Sí a Galicia

Nona I. Vilariño MI BITÁCORA

FERROL

Se consume el plazo para investir a un nuevo gobierno. Y no hay datos fehacientes de un pacto que ponga fin a la interinidad política. Pero no quiero hablar de algo que, en mi caso e intuyo que en el de millones de españoles, empieza a ser insoportable: el espectáculo en el que se ha convertido la política tras mudar la democracia -sin adjetivos innecesarios- en «video democracia», como la define Sartori. En la que se busca, sobre todo, el impacto en los medios de comunicación. Me daré y les daré un respiro. Y hablaré de cosas del corazón.

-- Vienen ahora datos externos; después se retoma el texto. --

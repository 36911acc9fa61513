//! Log output for the `bayer_dng_rs` binary.

use tracing_subscriber::prelude::*;
use tracing_subscriber::util::TryInitError;
use tracing_subscriber::{EnvFilter, fmt::{self, format::FmtSpan}};

/// Encoder progress at info; dependencies only when they warn.
pub const DEFAULT_DIRECTIVES: &str = "warn,bayer_dng_rs=info";

/// `RUST_LOG` when set and valid, [`DEFAULT_DIRECTIVES`] otherwise.
pub fn env_filter() -> EnvFilter {
    EnvFilter::try_from_default_env().unwrap_or_else(|_| EnvFilter::new(DEFAULT_DIRECTIVES))
}

/// Close events carry the timings of the encode phases (`validate_raster`,
/// `write_tags`, `write_scanlines`, `write_directory`); only emit them when
/// running verbose.
fn span_events(directives: &str) -> FmtSpan {
    if directives.contains("debug") || directives.contains("trace") {
        FmtSpan::CLOSE
    } else {
        FmtSpan::NONE
    }
}

/// Install the global subscriber. Fails if one is already installed.
pub fn init() -> Result<(), TryInitError> {
    let env_filter = env_filter();
    let fmt_layer = fmt::layer()
        .with_target(false)
        .with_timer(fmt::time::uptime())
        .with_span_events(span_events(&env_filter.to_string()));

    tracing_subscriber::registry()
        .with(env_filter)
        .with(fmt_layer)
        .try_init()
}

Pero, aclaro que, incluso en las más radicales concepciones racionalistas como la cartesiana, el corazón aporta mucho al desarrollo de la inteligencia. Y a esa dimensión afectiva voy a referirme para hablar de la impresión que me produjo la comparecencia del presidente de la Xunta al anunciar que pretende renovar su mandato. No me identifico con las personas que ponen una coraza a los sentimientos. Me gustan los ojos en humedad creciente cuando la emoción es inevitable; el calor de un apretón de manos que se prolonga para sentir la piel en la piel; el abrazo que permite acompasar el latido propio al del amigo. Y, sobre todo, me gustan los te quiero. Y por algo, o mucho de esto, me gustó nuestro presidente. Hubo, no solo, pero también, corazón en el mensaje. Y un te quiero rotundo a los gallegos, a Galicia.

Alberto Núñez Feijoo, el hombre, eligió la apuesta más arriesgada- y menos egoísta- de cuantas se le ofrecieron: entregarse sin reservas a la tarea de revalidar la confianza de los gallegos, sin pararse a cuantificar ni las dificultades para alcanzarlo ni las consecuencias personales de no recibirla. PD: Las razones del corazón humanizan la política.